Joint work with: Minh-Hieu Do, Olga Mula-Hernandez, Marc Niethammer, Gabriel Peyré, Bernhard Schmitzer, Thibault Séjourné, Zhengyang Shen, Anna Song, Alain Trouvé, François-Xavier Vialard.


  • [1] G. Peyré and M. Cuturi. Computational optimal transport. https://optimaltransport.github.io/book/
  • [2] J. Feydy. Geometric data analysis, beyond convolutions. https://www.jeanfeydy.com/geometric data analysis.pdf
  • [3] R. Flamary et al. Python Optimal Transport. https://pythonot.github.io/
  • [4] M. Cuturi et al. Optimal Transport Tools. https://ott-jax.readthedocs.io/
  • [5] Alice INRIA team. Geogram software. http://alice.loria.fr/software/geogram
  • [6] B. Schmitzer. MultiScale-OT toolbox. https://bernhard-schmitzer.github.io/MultiScaleOT
  • [7] Q. Mérigot et al. PyMongeAmpere. https://github.com/mrgt/PyMongeAmpere
  • [8] J. Feydy. GeomLoss. https://www.kernel-operations.io/geomloss/
  • [9] J. Feydy et al. Optimal Transport benchmarks. https://optimal-transport-benchmarks.com/
  • [10] A. Song. Generation of tubular and membranous shape textures with curvature functionals. SIAM Journal of Mathematical Imaging and Vision (2022).
  • [11] Z. Shen et al. Accurate point cloud registration with robust optimal transport. NeurIPS 2021.
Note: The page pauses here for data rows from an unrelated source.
//! KPROC Kernel Library
//!
//! Process and execution subsystem of the kernel: per-process file
//! descriptor tables, `fork`/`execv`/`_exit`/`waitpid`, and the sleeping
//! synchronization primitives they are built on.
//!
//! The machine-dependent services this subsystem leans on (thread
//! dispatch, address spaces, the executable loader, the file system) are
//! reached through traits:
//!
//! - [`thread::Scheduler`]
//! - [`vm::AddressSpace`] and [`vm::MemoryManager`]
//! - [`storage::FileSystem`] and [`storage::Vnode`]
//!
//! With the `std` feature, [`hosted`] provides implementations backed by
//! host threads so the whole subsystem can run as an ordinary program.

#![cfg_attr(not(any(test, feature = "std")), no_std)]
#![deny(unsafe_op_in_unsafe_fn)]

extern crate alloc;

pub mod config;
pub mod error;
pub mod process;
pub mod sync;
pub mod syscall;
pub mod system;
pub mod thread;
pub mod vfs;
pub mod vm;

#[cfg(any(test, feature = "std"))]
pub mod hosted;

pub use config::KernelConfig;
pub use error::{Errno, KResult};
pub use process::{ExitStatus, Process, ProcessId};
pub use system::Kernel;
//! Memory manager, loader and user-mode runner.
//!
//! Executables are tiny images: the magic `\x7fKXE`, four bytes of
//! padding, then the little-endian entry address. The loader maps a text
//! page at the entry and checks that a program is registered there;
//! "running" the image calls the registered closure with a [`UserEnv`].
//!
//! Forked children resume into a continuation closure parked by
//! [`UserEnv::fork`], found again through the `rip` of the child's
//! trapframe.

use alloc::boxed::Box;
use alloc::sync::{Arc, Weak};
use alloc::vec::Vec;
use core::sync::atomic::{AtomicBool, AtomicU64, Ordering};

use hashbrown::HashMap;
use storage::{Console, MemFs, Vnode};

use super::scheduler::{HostScheduler, UserMode};
use super::space::HostSpace;
use super::user::UserEnv;
use crate::config::KernelConfig;
use crate::error::{Errno, KResult};
use crate::process::status::SIGSEGV;
use crate::process::TrapFrame;
use crate::sync::SpinLock;
use crate::system::Kernel;
use crate::thread::{ProgramStart, Scheduler};
use crate::vm::{AddressSpace, MemoryManager, RegionFlags, UserPtr};

/// First four bytes of an executable image.
pub const IMAGE_MAGIC: [u8; 4] = *b"\x7fKXE";

const IMAGE_HEADER_LEN: usize = 16;
const PAGE_SIZE: u64 = 0x1000;
const TEXT_BASE: u64 = 0x40_0000;
const CONTINUATION_BASE: u64 = 0xc000_0000_0000;

/// A user program: gets its environment, returns its exit code.
pub type Program = Arc<dyn Fn(&mut UserEnv<'_>) -> i32 + Send + Sync>;

/// Body of a forked child.
pub(crate) type ChildBody = Box<dyn FnOnce(&mut UserEnv<'_>) -> i32 + Send>;

struct Continuation {
    body: ChildBody,
    argc: usize,
    argv: UserPtr,
}

/// One-shot fault injection for the memory manager.
#[derive(Debug, Default)]
pub struct Faults {
    space_create: AtomicBool,
    space_copy: AtomicBool,
}

impl Faults {
    /// Make the next address space creation fail with `ENOMEM`.
    pub fn fail_next_space_create(&self) {
        self.space_create.store(true, Ordering::SeqCst);
    }

    /// Make the next address space copy fail with `ENOMEM`.
    pub fn fail_next_space_copy(&self) {
        self.space_copy.store(true, Ordering::SeqCst);
    }

    pub(crate) fn take_space_create(&self) -> bool {
        self.space_create.swap(false, Ordering::SeqCst)
    }

    pub(crate) fn take_space_copy(&self) -> bool {
        self.space_copy.swap(false, Ordering::SeqCst)
    }
}

/// The hosted machine.
pub struct HostMachine {
    sched: Arc<HostScheduler>,
    faults: Arc<Faults>,
    programs: SpinLock<HashMap<u64, Program>>,
    next_entry: AtomicU64,
    continuations: SpinLock<HashMap<u64, Continuation>>,
    next_continuation: AtomicU64,
    kernel: spin::Once<Weak<Kernel>>,
}

/// Everything [`HostMachine::boot`] brings up.
pub struct Booted {
    /// The kernel.
    pub kernel: Arc<Kernel>,
    /// Memory manager and program table.
    pub machine: Arc<HostMachine>,
    /// Scheduler.
    pub sched: Arc<HostScheduler>,
    /// Root file system.
    pub fs: Arc<MemFs>,
    /// Console behind stdin/stdout/stderr.
    pub console: Arc<Console>,
}

impl Booted {
    /// Register `main` and install its image at `path`.
    pub fn install<F>(&self, path: &str, main: F) -> KResult<u64>
    where
        F: Fn(&mut UserEnv<'_>) -> i32 + Send + Sync + 'static,
    {
        self.machine.install_program(&self.fs, path, main)
    }
}

impl HostMachine {
    /// A machine scheduling through `sched`.
    pub fn new(sched: Arc<HostScheduler>) -> Self {
        Self {
            sched,
            faults: Arc::new(Faults::default()),
            programs: SpinLock::new(HashMap::new()),
            next_entry: AtomicU64::new(TEXT_BASE),
            continuations: SpinLock::new(HashMap::new()),
            next_continuation: AtomicU64::new(CONTINUATION_BASE),
            kernel: spin::Once::new(),
        }
    }

    /// Boot a kernel on a fresh machine with an in-memory root file
    /// system and a console at `config.console_path`.
    pub fn boot(config: KernelConfig) -> KResult<Booted> {
        let sched = HostScheduler::new();
        let fs = Arc::new(MemFs::new());
        let console = Arc::new(Console::new());
        fs.attach_console(config.console_path, console.clone());

        let machine = Arc::new(HostMachine::new(sched.clone()));
        let kernel = Kernel::bootstrap(config, fs.clone(), machine.clone(), sched.clone())?;
        machine.attach(&kernel);

        Ok(Booted {
            kernel,
            machine,
            sched,
            fs,
            console,
        })
    }

    /// Connect the machine to the kernel running on it.
    pub fn attach(self: &Arc<Self>, kernel: &Arc<Kernel>) {
        self.kernel.call_once(|| Arc::downgrade(kernel));
        let mode: Arc<dyn UserMode> = self.clone();
        self.sched.set_user_mode(&mode);
    }

    /// Fault injection knobs.
    pub fn faults(&self) -> &Faults {
        &self.faults
    }

    /// Image bytes for a program entered at `entry`.
    pub fn image(entry: u64) -> Vec<u8> {
        let mut image = Vec::with_capacity(IMAGE_HEADER_LEN);
        image.extend_from_slice(&IMAGE_MAGIC);
        image.extend_from_slice(&[0; 4]);
        image.extend_from_slice(&entry.to_le_bytes());
        image
    }

    /// Register `main`; returns its entry address.
    pub fn register_program<F>(&self, main: F) -> u64
    where
        F: Fn(&mut UserEnv<'_>) -> i32 + Send + Sync + 'static,
    {
        let entry = self.next_entry.fetch_add(PAGE_SIZE, Ordering::Relaxed);
        self.programs.lock().insert(entry, Arc::new(main));
        entry
    }

    /// Register `main` and write its executable image to `path`.
    pub fn install_program<F>(&self, fs: &MemFs, path: &str, main: F) -> KResult<u64>
    where
        F: Fn(&mut UserEnv<'_>) -> i32 + Send + Sync + 'static,
    {
        let entry = self.register_program(main);
        fs.create_file(path, &Self::image(entry), 0o755)?;
        Ok(entry)
    }

    pub(crate) fn park_continuation(&self, body: ChildBody, argc: usize, argv: UserPtr) -> u64 {
        let token = self.next_continuation.fetch_add(PAGE_SIZE, Ordering::Relaxed);
        self.continuations
            .lock()
            .insert(token, Continuation { body, argc, argv });
        token
    }

    pub(crate) fn drop_continuation(&self, token: u64) {
        self.continuations.lock().remove(&token);
    }

    fn kernel(&self) -> Option<Arc<Kernel>> {
        self.kernel.get().and_then(Weak::upgrade)
    }
}

impl MemoryManager for HostMachine {
    fn create(&self) -> KResult<Box<dyn AddressSpace>> {
        if self.faults.take_space_create() {
            return Err(Errno::ENOMEM);
        }
        Ok(Box::new(HostSpace::with_faults(self.faults.clone())))
    }

    fn load_executable(&self, file: &dyn Vnode, space: &mut dyn AddressSpace) -> KResult<UserPtr> {
        if !file.stat()?.permissions.owner_can_exec() {
            return Err(Errno::EACCES);
        }

        let mut header = [0u8; IMAGE_HEADER_LEN];
        let read = file.read_at(0, &mut header)?;
        if read < IMAGE_HEADER_LEN || header[..4] != IMAGE_MAGIC {
            return Err(Errno::ENOEXEC);
        }
        let mut raw = [0u8; 8];
        raw.copy_from_slice(&header[8..16]);
        let entry = u64::from_le_bytes(raw);
        if !self.programs.lock().contains_key(&entry) {
            return Err(Errno::ENOEXEC);
        }

        let text = RegionFlags {
            read: true,
            write: false,
            exec: true,
        };
        space.define_region(UserPtr(entry & !(PAGE_SIZE - 1)), PAGE_SIZE as usize, text)?;
        log::debug!("[HOST] loaded image, entry {:#x}", entry);
        Ok(UserPtr(entry))
    }
}

impl UserMode for HostMachine {
    fn run_program(&self, start: ProgramStart) -> ! {
        let Some(kernel) = self.kernel() else {
            self.sched.exit_thread()
        };
        let Some(process) = kernel.current_process() else {
            self.sched.exit_thread()
        };

        let program = self.programs.lock().get(&start.entry.addr()).cloned();
        match program {
            Some(main) => {
                drop(process);
                let mut env = UserEnv::new(kernel, self, start.stack_pointer, start.argc, start.argv);
                let code = main(&mut env);
                env.exit(code)
            }
            None => kernel.fatal(&process, SIGSEGV),
        }
    }

    fn resume_forked(&self, frame: TrapFrame) -> ! {
        let Some(kernel) = self.kernel() else {
            self.sched.exit_thread()
        };
        let Some(process) = kernel.current_process() else {
            self.sched.exit_thread()
        };

        let continuation = self.continuations.lock().remove(&frame.rip);
        match continuation {
            Some(Continuation { body, argc, argv }) if frame.result() == Ok(0) => {
                drop(process);
                let mut env = UserEnv::new(kernel, self, UserPtr(frame.rsp), argc, argv);
                let code = body(&mut env);
                env.exit(code)
            }
            _ => kernel.fatal(&process, SIGSEGV),
        }
    }
}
Jonathan Eckstein, Parallel Computing and Optimization

Parallel computing is a common tool in science and engineering. It is now common for large universities and government labs to own distributed HPC computing system with tens of thousands of processor cores, running applications involving simulation of appliations such protein folding, fluid flow, structure performance, and neural network training. Other kinds of numerical computing have lagged behind in their use of large-scale parallel computing. In my field, numerical optimization, the potential of parallel computing has not been fully exploited. The most popular and robust optimization solver codes do not scale well beyond dozens of cores for some applications, and exhibit poor scaling after just a handful of cores in other cases. There are several reasons why, including the difficulty of parallelizing the central numerical operations in standard linear and nonlinear optimization algorithms, commitment to deterministic execution patterns, and programming difficulties. Languages and compilers for developing parallel algorithms have displayed little meaningful evolution in the last few decades even as hardware capabilities have soared; in fact, they have arguably devolved since the 1990's.However, the potential for using parallel computing in optimization remains.

This talk will examine how numerical optimization solvers could be able to effectively take advantage of parallel computing, focusing on first-order methods for continuous optimization and search methods for discrete and nonconvex optimization. For truly challenging applications, it may be possible to combine such approaches. It will also discuss the potential obstacles and how they might be overcome.